What the task requires
In the records that follow, find each line with "segments" and pull it out.

Data for the task
___

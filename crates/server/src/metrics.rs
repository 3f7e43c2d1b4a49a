use once_cell::sync::Lazy;
use prometheus::{
    Encoder, Gauge, HistogramOpts, HistogramVec, IntCounter, IntCounterVec, IntGauge, Opts,
    Registry, TextEncoder,
};

use crate::state::AppState;

pub static REGISTRY: Lazy<Registry> = Lazy::new(Registry::new);

pub static HTTP_REQUESTS_TOTAL: Lazy<IntCounterVec> = Lazy::new(|| {
    IntCounterVec::new(
        Opts::new("skyfleet_http_requests_total", "Total HTTP requests"),
        &["method", "path", "status"],
    )
    .unwrap()
});

pub static HTTP_REQUEST_DURATION: Lazy<HistogramVec> = Lazy::new(|| {
    HistogramVec::new(
        HistogramOpts::new(
            "skyfleet_http_request_duration_seconds",
            "HTTP request latency",
        )
        .buckets(vec![0.001, 0.005, 0.01, 0.05, 0.1, 0.5, 1.0, 5.0]),
        &["method", "path"],
    )
    .unwrap()
});

pub static HTTP_REQUESTS_IN_FLIGHT: Lazy<IntGauge> = Lazy::new(|| {
    IntGauge::new(
        "skyfleet_http_requests_in_flight",
        "HTTP requests currently being served",
    )
    .unwrap()
});

pub static WS_CONNECTIONS_ACTIVE: Lazy<IntGauge> = Lazy::new(|| {
    IntGauge::new(
        "skyfleet_ws_connections_active",
        "WebSocket connections currently open",
    )
    .unwrap()
});

pub static WS_CONNECTIONS_TOTAL: Lazy<IntCounter> = Lazy::new(|| {
    IntCounter::new(
        "skyfleet_ws_connections_total",
        "WebSocket connections accepted since start",
    )
    .unwrap()
});

pub static WS_MESSAGES_SENT: Lazy<IntCounterVec> = Lazy::new(|| {
    IntCounterVec::new(
        Opts::new(
            "skyfleet_ws_messages_sent_total",
            "WebSocket messages pushed to clients",
        ),
        &["kind"],
    )
    .unwrap()
});

pub static WS_LAG_EVENTS: Lazy<IntCounter> = Lazy::new(|| {
    IntCounter::new(
        "skyfleet_ws_lag_events_total",
        "Broadcast messages dropped because a client fell behind",
    )
    .unwrap()
});

pub static DISPATCHES_TOTAL: Lazy<IntCounterVec> = Lazy::new(|| {
    IntCounterVec::new(
        Opts::new("skyfleet_dispatches_total", "Delivery dispatch attempts"),
        &["outcome"],
    )
    .unwrap()
});

pub static TRACKING_SCOPES_ACTIVE: Lazy<IntGauge> = Lazy::new(|| {
    IntGauge::new(
        "skyfleet_tracking_scopes_active",
        "Order tracking channels currently alive",
    )
    .unwrap()
});

pub static DRONES_IDLE: Lazy<Gauge> = Lazy::new(|| {
    Gauge::new("skyfleet_drones_idle", "Drones currently idle").unwrap()
});

pub fn register_metrics(registry: &Registry) {
    registry
        .register(Box::new(HTTP_REQUESTS_TOTAL.clone()))
        .unwrap();
    registry
        .register(Box::new(HTTP_REQUEST_DURATION.clone()))
        .unwrap();
    registry
        .register(Box::new(HTTP_REQUESTS_IN_FLIGHT.clone()))
        .unwrap();
    registry
        .register(Box::new(WS_CONNECTIONS_ACTIVE.clone()))
        .unwrap();
    registry
        .register(Box::new(WS_CONNECTIONS_TOTAL.clone()))
        .unwrap();
    registry.register(Box::new(WS_MESSAGES_SENT.clone())).unwrap();
    registry.register(Box::new(WS_LAG_EVENTS.clone())).unwrap();
    registry.register(Box::new(DISPATCHES_TOTAL.clone())).unwrap();
    registry
        .register(Box::new(TRACKING_SCOPES_ACTIVE.clone()))
        .unwrap();
    registry.register(Box::new(DRONES_IDLE.clone())).unwrap();
}

/// Refresh gauges that mirror live state, then render the registry.
pub async fn collect_and_encode(state: &AppState) -> String {
    TRACKING_SCOPES_ACTIVE.set(state.broadcaster().scope_count() as i64);
    DRONES_IDLE.set(state.fleet().list_idle().await.len() as f64);
    encode_metrics()
}

pub fn encode_metrics() -> String {
    let encoder = TextEncoder::new();
    let metric_families = REGISTRY.gather();
    let mut buffer = Vec::new();
    if let Err(e) = encoder.encode(&metric_families, &mut buffer) {
        tracing::error!("Failed to encode metrics: {}", e);
        return String::new();
    }
    String::from_utf8(buffer).unwrap_or_default()
}

/// Collapse resource identifiers so label cardinality stays bounded.
pub fn normalize_path(path: &str) -> String {
    let segments: Vec<&str> = path.split('/').collect();
    let mut out: Vec<String> = Vec::with_capacity(segments.len());
    for (i, segment) in segments.iter().enumerate() {
        let parent = if i > 0 { segments[i - 1] } else { "" };
        let normalized = match parent {
            "drones" if !segment.is_empty() && *segment != "idle" => "{name}".to_string(),
            "branches" if !segment.is_empty() && *segment != "nearest" => "{id}".to_string(),
            _ => (*segment).to_string(),
        };
        out.push(normalized);
    }
    out.join("/")
}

___

Your solution
    let segments: Vec<&str> = path.split('/').collect();
    let mut out: Vec<String> = Vec::with_capacity(segments.len());
    for (i, segment) in segments.iter().enumerate() {
        let parent = if i > 0 { segments[i - 1] } else { "" };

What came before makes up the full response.